GlobalGAP uygulamaları 3 temel dokümandan oluşmaktadır.

a) Genel düzenlemeler: GlobalGAP Sertifikasının alınması için izlenmesi gereken yöntem ve prosedürleri açıklamaktadır. Bu dokümanda GlobalGAP Sekretaryasının, sertifika kuruluşlarının ve üreticilerin hak ve sorumlulukları açıklanmaktadır.

b) Kontrol noktaları ve uyum kriterleri: Üreticilerin uymak zorunda oldukları standartlardır. Bu dokümanda üreticilerin ürün ve üretim ile ilgili gerekli koşulları nasıl yerine getirecekleri konusunda spesifik detaylar verilmektedir.

c) Kontrol listesi: Bütün kontrol noktalarının yazılı olduğu, denetçiler tarafından üreticilerin her bir kritik kontrol noktasına uyumun kontrol edilmesini sağlayan listedir (Duman ve Sarı 2004; Özdemir 2008).

Günümüzde GlobalGAP standartları modüler bir şekilde ele alınmaktadır. EurepGAP uygulamaları döneminin başında standartlar sadece Yaş Meyve ve Sebzeler için geçerliyken, günümüzde tüm tarımsal ürünleri kapsar bir hale gelmiştir. GlobalGAP standartlarında tüm çiftliklerin uyum göstermesi gereken genel çiftlik standardı bulunmaktadır. Bunun dışında; bitkisel üretim, hayvansal üretim, su ürünleri ve yem üretimine yönelik ana modüller ve her birinin altında alt modüller yer almaktadır.

GlobalGAP’de sertifikasyon işlemleri EN 45011/ISO Kılavuzu 65'e dayanmaktadır.

Standartlar, kritik kontrol noktaları ve uyum kriterleri sürekli olarak gözden geçirilerek yenilenmektedir. Eurep, konu ile ilgili olarak bilgi kirliliği yaratılmasını engellemek adına tüm değişiklikler ve yeniliklerin resmi olarak duyurulacağı tek yayın organının GlobalGAP web sitesi olduğunu duyurmuştur. Bu sitedeki duyuruların dışında yayılan bilgi ve belgelerin resmi olarak kabul görmeyeceği belirtilmiştir (FoodPLUS 2004).

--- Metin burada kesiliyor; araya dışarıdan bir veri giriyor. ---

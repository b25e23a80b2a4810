//! Configuration loading and environment parsing.

use super::Config;
use serde_json::Value;
use std::fs;
use std::path::Path;

/// Load configuration with the following precedence (highest first):
/// 1) `ORCHESTRATOR_CONFIG_JSON` env var containing raw JSON
/// 2) If `ORCHESTRATOR_CONFIG_STDIN=true/1`, read JSON from stdin
/// 3) File pointed by `ORCHESTRATOR_CONFIG_PATH` env var
/// 4) config.json in current working directory
/// 5) config.json next to the executable (application directory)
/// 6) Defaults compiled into the binary
///
/// Additionally, individual fields can be overridden by environment variables with prefix
/// `ORCHESTRATOR` using "__" as a nested separator, e.g. `ORCHESTRATOR__PORT=8080` or
/// `ORCHESTRATOR__LOGGING__LEVEL=debug`. Any errors while reading/parsing are printed to
/// stderr and defaults are used.
#[must_use]
pub fn load() -> Config {
    use std::env;
    use std::io::Read;
    use std::path::PathBuf;

    let defaults = Config::default();
    let mut merged =
        serde_json::to_value(&defaults).unwrap_or_else(|_| Value::Object(serde_json::Map::new()));

    // 1) Inline JSON via env var
    if let Ok(json) = env::var("ORCHESTRATOR_CONFIG_JSON") {
        if let Some(value) = parse_json_document(&json, "ORCHESTRATOR_CONFIG_JSON") {
            merge_values(&mut merged, value);
        }
    }

    // 2) JSON from STDIN (opt-in)
    if let Ok(val) = env::var("ORCHESTRATOR_CONFIG_STDIN") {
        if env_var_truthy(&val) {
            let mut buf = String::new();
            if let Err(e) = std::io::stdin().read_to_string(&mut buf) {
                eprintln!("Failed to read config from stdin: {e}");
            } else if let Some(value) = parse_json_document(&buf, "stdin") {
                merge_values(&mut merged, value);
            }
        }
    }

    // 3) Explicit path via env var
    if let Ok(path) = env::var("ORCHESTRATOR_CONFIG_PATH") {
        let path = PathBuf::from(path);
        merge_file_source(&mut merged, &path);
    }

    // 4) config.json in CWD
    merge_file_source(&mut merged, &PathBuf::from("config.json"));

    // 5) config.json next to executable
    if let Ok(exe_path) = env::current_exe() {
        if let Some(mut exe_dir) = exe_path.parent().map(std::path::Path::to_path_buf) {
            exe_dir.push("config.json");
            merge_file_source(&mut merged, &exe_dir);
        }
    }

    // Environment overrides with prefix ORCHESTRATOR and nested separator __
    apply_env_overrides(&mut merged);

    match serde_json::from_value::<Config>(merged) {
        Ok(cfg) => cfg,
        Err(e) => {
            eprintln!("Failed to deserialize config; using defaults: {e}");
            defaults
        }
    }
}

fn parse_json_document(raw: &str, label: &str) -> Option<Value> {
    if raw.trim().is_empty() {
        return None;
    }

    match serde_json::from_str(raw) {
        Ok(value) => Some(value),
        Err(err) => {
            eprintln!("Failed to parse config from {label}: {err}");
            None
        }
    }
}

fn merge_file_source(target: &mut Value, path: &Path) {
    if path.as_os_str().is_empty() || !path.exists() {
        return;
    }

    match fs::read_to_string(path) {
        Ok(contents) => {
            if let Some(value) = parse_json_document(&contents, &format!("file {}", path.display()))
            {
                merge_values(target, value);
            }
        }
        Err(err) => {
            eprintln!("Failed to read config from {}: {}", path.display(), err);
        }
    }
}

fn merge_values(target: &mut Value, source: Value) {
    match (target, source) {
        (Value::Object(target_map), Value::Object(source_map)) => {
            for (key, value) in source_map {
                match target_map.get_mut(&key) {
                    Some(existing) => merge_values(existing, value),
                    None => {
                        target_map.insert(key, value);
                    }
                }
            }
        }
        (target_slot, source_value) => {
            *target_slot = source_value;
        }
    }
}

fn apply_env_overrides(root: &mut Value) {
    for (key, raw_value) in std::env::vars() {
        let Some(stripped) = key.strip_prefix("ORCHESTRATOR__") else {
            continue;
        };

        let segments: Vec<String> = stripped
            .split("__")
            .filter(|segment| !segment.is_empty())
            .map(str::to_ascii_lowercase)
            .collect();

        if segments.is_empty() {
            continue;
        }

        let value = parse_env_value(&raw_value);
        set_nested_value(root, &segments, value);
    }
}

fn env_var_truthy(value: &str) -> bool {
    matches!(
        value.trim().to_ascii_lowercase().as_str(),
        "1" | "true" | "yes"
    )
}

fn parse_env_value(raw: &str) -> Value {
    let trimmed = raw.trim();
    if trimmed.contains(',') {
        let items = trimmed
            .split(',')
            .map(|segment| parse_scalar(segment.trim()))
            .collect::<Vec<_>>();
        return Value::Array(items);
    }

    parse_scalar(trimmed)
}

fn parse_scalar(raw: &str) -> Value {
    if raw.is_empty() {
        return Value::String(String::new());
    }

    serde_json::from_str(raw).unwrap_or_else(|_| Value::String(raw.to_string()))
}

fn set_nested_value(target: &mut Value, segments: &[String], value: Value) {
    if segments.is_empty() {
        *target = value;
        return;
    }

    if segments.len() == 1 {
        let map = ensure_object(target);
        #[allow(clippy::indexing_slicing)]
        map.insert(segments[0].clone(), value);
        return;
    }

    let map = ensure_object(target);
    #[allow(clippy::indexing_slicing)]
    let key = segments[0].clone();
    let entry = map
        .entry(key)
        .or_insert_with(|| Value::Object(serde_json::Map::new()));
    #[allow(clippy::indexing_slicing)]
    let rest = &segments[1..];
    set_nested_value(entry, rest, value);
}

fn ensure_object(value: &mut Value) -> &mut serde_json::Map<String, Value> {
    if !value.is_object() {
        *value = Value::Object(serde_json::Map::new());
    }

    #[allow(clippy::expect_used)]
    value
        .as_object_mut()
        .expect("value should be coerced into an object")
}
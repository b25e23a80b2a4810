#![cfg_attr(not(test), deny(clippy::panic))]

use clap::Parser;
use game_session_orchestrator::config;
use game_session_orchestrator::logging;
use game_session_orchestrator::server::{self, GameServer};
use std::net::SocketAddr;

/// Game Session Orchestrator -- in-memory collaborative-storytelling session server
#[derive(Parser, Debug)]
#[command(name = "game-session-orchestrator")]
#[command(about = "A game-session orchestrator: lobby promotion, action-phase timers, and chapter generation over HTTP + WebSocket")]
#[command(version)]
struct Cli {
    /// Validate configuration and exit without starting the server.
    /// Useful for CI/CD pipelines and pre-deployment checks.
    #[arg(long, short = 'c', conflicts_with = "print_config")]
    validate_config: bool,

    /// Print the loaded configuration to stdout (as JSON) and exit.
    /// Useful for debugging configuration loading from multiple sources.
    #[arg(long, conflicts_with = "validate_config")]
    print_config: bool,
}

#[tokio::main]
async fn main() -> anyhow::Result<()> {
    let cli = Cli::parse();

    // Load configuration: compiled defaults, then config.json, then env overrides.
    let cfg = config::load();

    if cli.print_config {
        let json = serde_json::to_string_pretty(&cfg)
            .map_err(|e| anyhow::anyhow!("failed to serialize config: {e}"))?;
        println!("{json}");
        return Ok(());
    }

    if cli.validate_config {
        match validate(&cfg) {
            Ok(()) => {
                println!("Configuration validation passed");
                println!();
                println!("Configuration summary:");
                println!("  Port: {}", cfg.port);
                println!("  Storage backend: in-memory");
                println!("  Default max chapters: {}", cfg.game.default_max_chapters);
                println!("  Max chapters ceiling: {}", cfg.game.max_chapters_ceiling);
                println!("  CORS origins: {}", cfg.cors_origins);
                return Ok(());
            }
            Err(e) => {
                eprintln!("Configuration validation failed:\n{e}");
                std::process::exit(1);
            }
        }
    }

    validate(&cfg)?;

    logging::init_with_config(&cfg.logging);

    let addr = SocketAddr::from(([0, 0, 0, 0], cfg.port));
    tracing::info!(%addr, "starting game-session orchestrator");

    let server: std::sync::Arc<GameServer> = GameServer::new(cfg).await?;
    server::run_server(addr, server).await
}

/// Rejects configurations the server cannot run with. Kept deliberately
/// small: most fields are already clamped by [`config::GameConfig`]'s own
/// bounds, this only catches the handful a human could still misconfigure
/// via `config.json`/env overrides.
fn validate(cfg: &config::Config) -> anyhow::Result<()> {
    if cfg.port == 0 {
        anyhow::bail!("port must be nonzero");
    }
    if cfg.game.max_chapters_ceiling == 0 {
        anyhow::bail!("game.max_chapters_ceiling must be nonzero");
    }
    if cfg.game.default_max_chapters > cfg.game.max_chapters_ceiling {
        anyhow::bail!(
            "game.default_max_chapters ({}) exceeds game.max_chapters_ceiling ({})",
            cfg.game.default_max_chapters,
            cfg.game.max_chapters_ceiling
        );
    }
    if cfg.game.quorum_denominator == 0 {
        anyhow::bail!("game.quorum_denominator must be nonzero");
    }
    Ok(())
}
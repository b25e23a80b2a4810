//! Default value functions for configuration fields.
//!
//! Organized by category, mirroring the structure of [`super::types::Config`].

use super::logging::LogFormat;

// =============================================================================
// Port & Root Config
// =============================================================================

pub const fn default_port() -> u16 {
    8732
}

// =============================================================================
// Game Engine Defaults
// =============================================================================

pub const fn default_discussion_time_sec() -> u32 {
    60
}

pub const fn default_continue_time_sec() -> u32 {
    60
}

pub const fn default_max_chapters() -> u32 {
    10
}

pub const fn default_require_all_players() -> bool {
    true
}

pub const fn default_auto_continue() -> bool {
    false
}

pub const fn default_allow_suggestions() -> bool {
    true
}

/// Ratio of ready members needed to close an action phase when
/// `require_all_players` is false. Numerator/denominator kept separate
/// (rather than an `f64`) so the rounding rule (`max(1, ceil(num*total/den))`)
/// stays exact for every `total`.
pub const fn default_quorum_numerator() -> u32 {
    3
}

pub const fn default_quorum_denominator() -> u32 {
    5
}

/// How often the `PhaseTimer` re-reads readiness and publishes a countdown tick.
pub const fn default_phase_tick_secs() -> u64 {
    3
}

/// Window after a phase opens during which a `finalize` call is debounced.
pub const fn default_debounce_window_ms() -> u64 {
    1000
}

pub const fn default_max_message_size() -> usize {
    65536
}

// =============================================================================
// Logging Defaults
// =============================================================================

pub fn default_log_dir() -> String {
    "logs".to_string()
}

pub fn default_log_filename() -> String {
    "server.log".to_string()
}

pub fn default_rotation() -> String {
    "daily".to_string()
}

pub const fn default_enable_file_logging() -> bool {
    false
}

pub const fn default_log_format() -> LogFormat {
    LogFormat::Json
}

pub fn default_cors_origins() -> String {
    "*".to_string()
}
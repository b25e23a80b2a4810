//! Shared setup for the integration test binaries in this directory. Not a
//! test target itself (lives under `tests/support/`, the layout cargo uses
//! to exclude a helper module from its own test harness).

use std::collections::HashSet;
use std::sync::Arc;

use game_session_orchestrator::config::Config;
use game_session_orchestrator::protocol::{GameSettings, Room};
use game_session_orchestrator::server::GameServer;
use uuid::Uuid;

/// A config with short timers, suitable for tests that need an action phase
/// or continue phase to actually expire within the test's lifetime.
#[must_use]
pub fn fast_config() -> Config {
    let mut cfg = Config::default();
    cfg.game.default_discussion_time_sec = 1;
    cfg.game.default_continue_time_sec = 1;
    cfg.game.phase_tick_secs = 1;
    cfg.game.debounce_window_ms = 50;
    cfg
}

/// Boots a `GameServer` wired with the given config.
pub async fn build_server(config: Config) -> Arc<GameServer> {
    GameServer::new(config).await.expect("server construction")
}

/// Seeds a room with `admin` plus `extra_members`, all marked ready, and
/// inserts it into the server's store. Returns the room id.
pub async fn seed_ready_room(server: &Arc<GameServer>, admin: Uuid, extra_members: &[Uuid]) -> Uuid {
    let room_id = Uuid::new_v4();
    let mut member_ids = vec![admin];
    member_ids.extend_from_slice(extra_members);
    let room = Room {
        id: room_id,
        name: "Test Room".into(),
        world_id: Uuid::new_v4(),
        admin_id: admin,
        member_ids: member_ids.clone(),
        ready_players: member_ids.into_iter().collect::<HashSet<_>>(),
        max_players: 8,
        settings: GameSettings::from_config(&server.config().game),
        game_id: None,
    };
    server.store().insert_room(room).await.expect("insert_room");
    room_id
}

#[must_use]
pub fn bearer(user_id: Uuid) -> String {
    format!("Bearer {user_id}")
}
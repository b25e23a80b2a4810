//! `SessionCoordinator` (§4.6, C6): the entry point for every player intent.
//! Composes the [`crate::broadcast::Broadcaster`], the
//! [`crate::phase_timer::PhaseTimer`], and the
//! [`crate::engine::GameEngine`], translating the handful of accepted
//! intents into guarded Store writes, broadcasts, and (if a closure trigger
//! fires) a `finalize` call on the engine.

use std::sync::Arc;

use chrono::Utc;
use tracing::warn;
use uuid::Uuid;

use crate::broadcast::{Broadcaster, Encoded};
use crate::clock::Clock;
use crate::config::GameConfig;
use crate::database::GameStore;
use crate::engine::GameEngine;
use crate::phase_timer::PhaseTimer;
use crate::protocol::{
    validate_settings_patch, validate_text, Action, ActionStatus, CharacterId, CoreError, Game,
    GameId, GameState, Member, MemberRole, Message, MessageKind, ServerEvent, SettingsPatch,
    UserId,
};

/// What a subscriber gets back: the subscription id (for `unsubscribe`), the
/// live receive half, and any events that need to be replayed immediately so
/// a late joiner doesn't have to wait for the next broadcast to catch up.
pub struct Subscription {
    pub id: Uuid,
    pub rx: tokio::sync::mpsc::UnboundedReceiver<Encoded>,
    pub replay: Vec<Encoded>,
}

pub struct SessionCoordinator<C: Clock + 'static> {
    store: Arc<dyn GameStore>,
    broadcaster: Arc<Broadcaster>,
    engine: Arc<GameEngine<C>>,
    phase_timer: Arc<PhaseTimer<C>>,
    config: GameConfig,
    clock: Arc<C>,
}

impl<C: Clock + 'static> SessionCoordinator<C> {
    #[must_use]
    pub fn new(
        store: Arc<dyn GameStore>,
        broadcaster: Arc<Broadcaster>,
        engine: Arc<GameEngine<C>>,
        phase_timer: Arc<PhaseTimer<C>>,
        config: GameConfig,
        clock: Arc<C>,
    ) -> Self {
        Self {
            store,
            broadcaster,
            engine,
            phase_timer,
            config,
            clock,
        }
    }

    fn channel(game_id: GameId) -> String {
        format!("game:{game_id}")
    }

    async fn require_game(&self, game_id: GameId) -> Result<Game, CoreError> {
        self.store
            .find_game(game_id)
            .await?
            .ok_or(CoreError::NotFound("game"))
    }

    /// After a state-mutating intent, checks §4.5's closure triggers and, if
    /// met, cancels any live `PhaseTimer` (best-effort, the `advancing` CAS
    /// is what actually prevents a double-advance) before calling
    /// `finalize` in the background.
    async fn maybe_close_phase(&self, game: &Game) {
        let members_total = self.store.list_members(game.id).await.unwrap_or_default().len();
        if self.engine.closure_trigger_met(game, members_total) {
            self.phase_timer.cancel(game.id);
            let engine = Arc::clone(&self.engine);
            let game_id = game.id;
            let expected_chapter = game.current_chapter;
            tokio::spawn(async move {
                engine.finalize(game_id, expected_chapter).await;
            });
        }
    }

    /// §4.6 `propose_action`.
    pub async fn propose_action(
        &self,
        game_id: GameId,
        user_id: UserId,
        text: &str,
        character_id: Option<CharacterId>,
    ) -> Result<Action, CoreError> {
        let game = self.require_game(game_id).await?;
        if game.state != GameState::ActionPhase {
            return Err(CoreError::Conflict("game is not in an action phase"));
        }
        let action_text = validate_text(text, "action_text")?;

        let action = self
            .engine
            .record_action(game_id, &game, user_id, character_id, action_text)
            .await?;

        let channel = Self::channel(game_id);
        self.broadcast_continue_update(&channel, game_id).await;
        self.broadcaster.publish(
            &channel,
            ServerEvent::ActionsUpdated {
                chapter_number: game.current_chapter,
            },
        );

        let refreshed = self.require_game(game_id).await?;
        self.maybe_close_phase(&refreshed).await;
        Ok(action)
    }

    /// §4.6 `mark_continue`.
    pub async fn mark_continue(
        &self,
        game_id: GameId,
        user_id: UserId,
        ready: bool,
    ) -> Result<(), CoreError> {
        let game = self.require_game(game_id).await?;
        if game.state != GameState::ActionPhase {
            return Err(CoreError::Conflict("game is not in an action phase"));
        }

        if ready {
            self.store.add_to_continue_ready(game_id, user_id).await?;
        } else {
            self.store.pull_from_continue_ready(game_id, user_id).await?;
        }

        let channel = Self::channel(game_id);
        self.broadcast_continue_update(&channel, game_id).await;

        let refreshed = self.require_game(game_id).await?;
        self.maybe_close_phase(&refreshed).await;
        Ok(())
    }

    async fn broadcast_continue_update(&self, channel: &str, game_id: GameId) {
        let Ok(Some(game)) = self.store.find_game(game_id).await else {
            return;
        };
        let total = self.store.list_members(game_id).await.unwrap_or_default().len() as u32;
        let remaining = game
            .action_phase
            .map_or(0, |window| window.remaining_seconds(self.clock.now()));
        self.broadcaster.publish(
            channel,
            ServerEvent::ContinueUpdate {
                ready_count: game.continue_ready.len() as u32,
                total,
                remaining_seconds: remaining,
            },
        );
    }

    /// §4.6 `post_message`. Allowed in any state except `failed`.
    pub async fn post_message(
        &self,
        game_id: GameId,
        user_id: UserId,
        content: &str,
        kind: MessageKind,
    ) -> Result<Message, CoreError> {
        let game = self.require_game(game_id).await?;
        if game.state == GameState::Failed {
            return Err(CoreError::Conflict("game has failed"));
        }
        let content = validate_text(content, "content")?;

        let message = Message {
            id: Uuid::new_v4(),
            game_id,
            user_id,
            content,
            kind,
            timestamp: self.clock.now(),
        };
        self.store.append_message(message.clone()).await?;

        self.broadcaster.publish(
            &Self::channel(game_id),
            ServerEvent::NewMessage {
                id: message.id,
                user_id: message.user_id,
                content: message.content.clone(),
                kind: message.kind,
                timestamp: message.timestamp,
            },
        );
        Ok(message)
    }

    /// §4.6 `leave_game`. Does not itself transition state, but the member
    /// count it shrinks may satisfy a closure trigger the remaining members
    /// would otherwise have to wait out.
    pub async fn leave_game(&self, game_id: GameId, user_id: UserId) -> Result<(), CoreError> {
        let game = self.require_game(game_id).await?;
        self.store.remove_member(game_id, user_id).await?;
        self.store.pull_from_continue_ready(game_id, user_id).await?;

        if game.state == GameState::ActionPhase {
            let refreshed = self.require_game(game_id).await?;
            self.maybe_close_phase(&refreshed).await;
        }
        Ok(())
    }

    /// §4.6 `update_settings`. Admin-only; validated, partial write.
    pub async fn update_settings(
        &self,
        game_id: GameId,
        admin_id: UserId,
        patch: SettingsPatch,
        max_chapters: Option<u32>,
    ) -> Result<(), CoreError> {
        let game = self.require_game(game_id).await?;
        if !game.is_admin(admin_id) {
            return Err(CoreError::Forbidden("only the game admin may change settings"));
        }
        validate_settings_patch(&patch, max_chapters, &self.config)?;

        let applied = self
            .store
            .update_game_if(
                game_id,
                Box::new(|g: &Game| !g.state.is_terminal()),
                Box::new(move |g: &mut Game| {
                    if let Some(v) = patch.allow_suggestions {
                        g.settings.allow_suggestions = v;
                    }
                    if let Some(v) = patch.discussion_time_sec {
                        g.settings.discussion_time_sec = v;
                    }
                    if let Some(v) = patch.auto_continue {
                        g.settings.auto_continue = v;
                    }
                    if let Some(v) = patch.continue_time_sec {
                        g.settings.continue_time_sec = v;
                    }
                    if let Some(v) = patch.require_all_players {
                        g.settings.require_all_players = v;
                    }
                    if let Some(v) = max_chapters {
                        g.max_chapters = v;
                    }
                }),
            )
            .await?;

        if !applied {
            return Err(CoreError::Conflict("game already finished or failed"));
        }
        Ok(())
    }

    /// §4.6 `subscribe`. Verifies membership, auto-repairing it from the
    /// originating room's lobby roster when missing (per SPEC_FULL.md's
    /// websocket auto-repair supplement), and hands back a replay event so a
    /// late joiner can render the in-flight countdown immediately (§8
    /// scenario S6) without waiting for the next live broadcast.
    pub async fn subscribe(
        &self,
        channel: &str,
        user_id: UserId,
    ) -> Result<Subscription, CoreError> {
        if let Some(game_id) = channel.strip_prefix("game:") {
            let game_id: GameId = game_id
                .parse()
                .map_err(|_| CoreError::InvalidArgument("malformed game channel id".into()))?;
            let game = self.require_game(game_id).await?;
            self.ensure_membership(&game, user_id).await?;

            let (id, rx) = self.broadcaster.subscribe(channel);
            let replay = match (game.state, game.action_phase) {
                (GameState::ActionPhase, Some(window)) => vec![Encoded::new(ServerEvent::ActionPhaseStarted {
                    ends_at: window.ends_at,
                    seconds_total: window.seconds_total,
                    auto_continue: game.settings.auto_continue,
                })],
                _ => Vec::new(),
            };
            return Ok(Subscription { id, rx, replay });
        }

        if channel.strip_prefix("room:").is_some() {
            let (id, rx) = self.broadcaster.subscribe(channel);
            return Ok(Subscription {
                id,
                rx,
                replay: Vec::new(),
            });
        }

        Err(CoreError::InvalidArgument(format!(
            "unknown channel prefix: {channel}"
        )))
    }

    async fn ensure_membership(&self, game: &Game, user_id: UserId) -> Result<(), CoreError> {
        if self.store.find_member(game.id, user_id).await?.is_some() {
            return Ok(());
        }

        let Some(room) = self.store.find_room(game.room_id).await? else {
            return Err(CoreError::Unauthorized);
        };
        if !room.member_ids.contains(&user_id) {
            return Err(CoreError::Unauthorized);
        }

        warn!(game_id = %game.id, %user_id, "subscribe: auto-repairing missing member record from room roster");
        self.store
            .upsert_member(Member {
                game_id: game.id,
                user_id,
                character_id: None,
                role: if user_id == room.admin_id {
                    MemberRole::Admin
                } else {
                    MemberRole::Player
                },
                joined_at: self.clock.now(),
                is_ready: true,
            })
            .await?;
        Ok(())
    }

    pub fn unsubscribe(&self, channel: &str, sub_id: Uuid) {
        self.broadcaster.unsubscribe(channel, sub_id);
    }

    pub async fn get_game(&self, game_id: GameId) -> Result<Game, CoreError> {
        self.require_game(game_id).await
    }

    pub async fn list_members(&self, game_id: GameId) -> Result<Vec<Member>, CoreError> {
        self.require_game(game_id).await?;
        Ok(self.store.list_members(game_id).await?)
    }

    pub async fn list_chapters(&self, game_id: GameId) -> Result<Vec<crate::protocol::Chapter>, CoreError> {
        self.require_game(game_id).await?;
        Ok(self.store.list_chapters(game_id).await?)
    }

    pub async fn list_actions(
        &self,
        game_id: GameId,
        status: Option<ActionStatus>,
    ) -> Result<Vec<Action>, CoreError> {
        self.require_game(game_id).await?;
        Ok(self.store.list_actions(game_id, status).await?)
    }

    pub async fn list_messages(
        &self,
        game_id: GameId,
        before: Option<chrono::DateTime<Utc>>,
        limit: usize,
    ) -> Result<Vec<Message>, CoreError> {
        self.require_game(game_id).await?;
        Ok(self.store.list_messages(game_id, before, limit).await?)
    }

    /// Admin chapter override surfaced at the coordinator boundary (§4.6's
    /// intent list plus the "admin chapter override" supplement).
    pub async fn add_chapter(
        &self,
        game_id: GameId,
        admin_id: UserId,
        content: &str,
    ) -> Result<crate::protocol::Chapter, CoreError> {
        let content = validate_text(content, "content")?;
        let chapter = self.engine.admin_add_chapter(game_id, admin_id, content).await?;
        self.broadcaster.publish(
            &Self::channel(game_id),
            ServerEvent::ChapterCreated {
                chapter_number: chapter.chapter_number,
                discussion_seconds: 0,
            },
        );
        Ok(chapter)
    }

    #[cfg(test)]
    pub(crate) fn test_store(&self) -> &Arc<dyn GameStore> {
        &self.store
    }
}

Ülkemizde iyi tarım uygulamaları, 07.12.2010 tarih ve 27778 sayılı Resmi Gazetede yayınlanarak yürürlüğe giren “İyi Tarım Uygulamaları Hakkında Yönetmelik”e göre düzenlenmektedir. Ülkemiz için de sertifikasyon ön görülmektedir. Yönetmelik GlobalGAP’in genel düzenlemelerinde yer alan pek çok madde ile uyumludur. Aynı zamanda standartlar, kritik kontrol noktaları ve uyum kriterleri de GlobalGAP’de

29

belirtildiği gibidir. Ancak, ülkemizde verilen İTU sertifikasının yurt dışında tanınırlığı bulunmamaktadır. Buna karşılık, daha önce bahsedildiği gibi KenyaGAP, ThaiGAP gibi benchmarking uygulamaları kapsamında alınan sertifikalar AB ve dünya genelinde de geçerlidir.